» Records shown:
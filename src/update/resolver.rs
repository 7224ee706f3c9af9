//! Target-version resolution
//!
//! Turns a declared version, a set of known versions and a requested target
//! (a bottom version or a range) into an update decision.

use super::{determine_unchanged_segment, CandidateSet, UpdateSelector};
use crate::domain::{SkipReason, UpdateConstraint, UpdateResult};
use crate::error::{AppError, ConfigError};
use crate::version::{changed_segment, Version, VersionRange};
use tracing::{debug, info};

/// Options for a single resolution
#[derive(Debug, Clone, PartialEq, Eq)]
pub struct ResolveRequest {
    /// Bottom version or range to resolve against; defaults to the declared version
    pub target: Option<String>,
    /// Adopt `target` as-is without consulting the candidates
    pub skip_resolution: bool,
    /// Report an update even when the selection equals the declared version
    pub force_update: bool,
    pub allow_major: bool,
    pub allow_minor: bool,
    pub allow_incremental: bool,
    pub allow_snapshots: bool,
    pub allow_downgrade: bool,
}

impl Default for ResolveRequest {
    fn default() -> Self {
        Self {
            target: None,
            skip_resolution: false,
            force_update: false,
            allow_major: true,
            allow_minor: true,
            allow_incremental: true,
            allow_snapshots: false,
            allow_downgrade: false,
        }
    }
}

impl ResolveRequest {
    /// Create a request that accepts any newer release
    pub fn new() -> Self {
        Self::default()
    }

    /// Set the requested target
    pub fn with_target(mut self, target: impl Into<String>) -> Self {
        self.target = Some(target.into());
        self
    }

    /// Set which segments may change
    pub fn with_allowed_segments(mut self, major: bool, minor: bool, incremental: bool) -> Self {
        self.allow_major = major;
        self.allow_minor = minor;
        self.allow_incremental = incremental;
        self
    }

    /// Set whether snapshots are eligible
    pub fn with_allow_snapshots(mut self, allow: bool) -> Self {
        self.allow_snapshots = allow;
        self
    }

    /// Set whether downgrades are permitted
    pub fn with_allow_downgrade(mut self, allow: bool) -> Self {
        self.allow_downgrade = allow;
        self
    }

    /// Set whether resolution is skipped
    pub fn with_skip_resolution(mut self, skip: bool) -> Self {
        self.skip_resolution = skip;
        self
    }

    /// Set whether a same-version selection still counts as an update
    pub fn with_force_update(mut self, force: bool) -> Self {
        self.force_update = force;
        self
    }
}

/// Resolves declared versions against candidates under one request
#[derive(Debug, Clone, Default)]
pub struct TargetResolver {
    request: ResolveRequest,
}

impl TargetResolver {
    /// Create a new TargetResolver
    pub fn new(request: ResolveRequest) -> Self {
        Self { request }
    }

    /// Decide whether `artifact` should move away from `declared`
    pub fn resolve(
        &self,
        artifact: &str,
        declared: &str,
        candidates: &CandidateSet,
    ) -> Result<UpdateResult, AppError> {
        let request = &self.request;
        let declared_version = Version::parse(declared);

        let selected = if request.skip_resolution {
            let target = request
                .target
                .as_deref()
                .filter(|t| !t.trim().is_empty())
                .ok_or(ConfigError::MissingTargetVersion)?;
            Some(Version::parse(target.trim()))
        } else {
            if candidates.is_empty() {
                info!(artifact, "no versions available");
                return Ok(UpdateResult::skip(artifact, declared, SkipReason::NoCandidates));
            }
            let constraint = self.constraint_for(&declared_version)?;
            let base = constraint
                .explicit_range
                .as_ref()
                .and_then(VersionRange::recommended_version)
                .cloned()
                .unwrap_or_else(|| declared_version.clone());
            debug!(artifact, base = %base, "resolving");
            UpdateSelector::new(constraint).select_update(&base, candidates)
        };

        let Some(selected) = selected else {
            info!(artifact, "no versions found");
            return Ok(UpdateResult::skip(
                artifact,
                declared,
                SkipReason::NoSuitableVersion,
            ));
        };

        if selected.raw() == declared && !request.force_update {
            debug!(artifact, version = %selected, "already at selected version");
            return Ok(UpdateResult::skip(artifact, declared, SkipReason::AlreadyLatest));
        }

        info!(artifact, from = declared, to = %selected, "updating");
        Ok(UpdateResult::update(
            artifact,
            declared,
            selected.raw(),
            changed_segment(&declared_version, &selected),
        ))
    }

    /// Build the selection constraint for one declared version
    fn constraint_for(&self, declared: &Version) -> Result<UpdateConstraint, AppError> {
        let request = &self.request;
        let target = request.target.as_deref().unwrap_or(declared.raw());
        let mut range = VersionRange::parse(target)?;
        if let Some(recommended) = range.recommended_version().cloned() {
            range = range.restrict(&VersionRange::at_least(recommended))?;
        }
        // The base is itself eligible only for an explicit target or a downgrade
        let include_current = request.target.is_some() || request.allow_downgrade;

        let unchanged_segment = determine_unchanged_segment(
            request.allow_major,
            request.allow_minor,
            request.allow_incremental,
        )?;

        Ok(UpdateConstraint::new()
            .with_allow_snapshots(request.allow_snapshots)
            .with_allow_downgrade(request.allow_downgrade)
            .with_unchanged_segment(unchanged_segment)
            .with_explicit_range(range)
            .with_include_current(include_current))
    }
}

» Exercise: The lines sought are those in the data above that include the string "return"; copy each one.

» Solution for this exercise:
                return Ok(UpdateResult::skip(artifact, declared, SkipReason::NoCandidates));
            return Ok(UpdateResult::skip(
            return Ok(UpdateResult::skip(artifact, declared, SkipReason::AlreadyLatest));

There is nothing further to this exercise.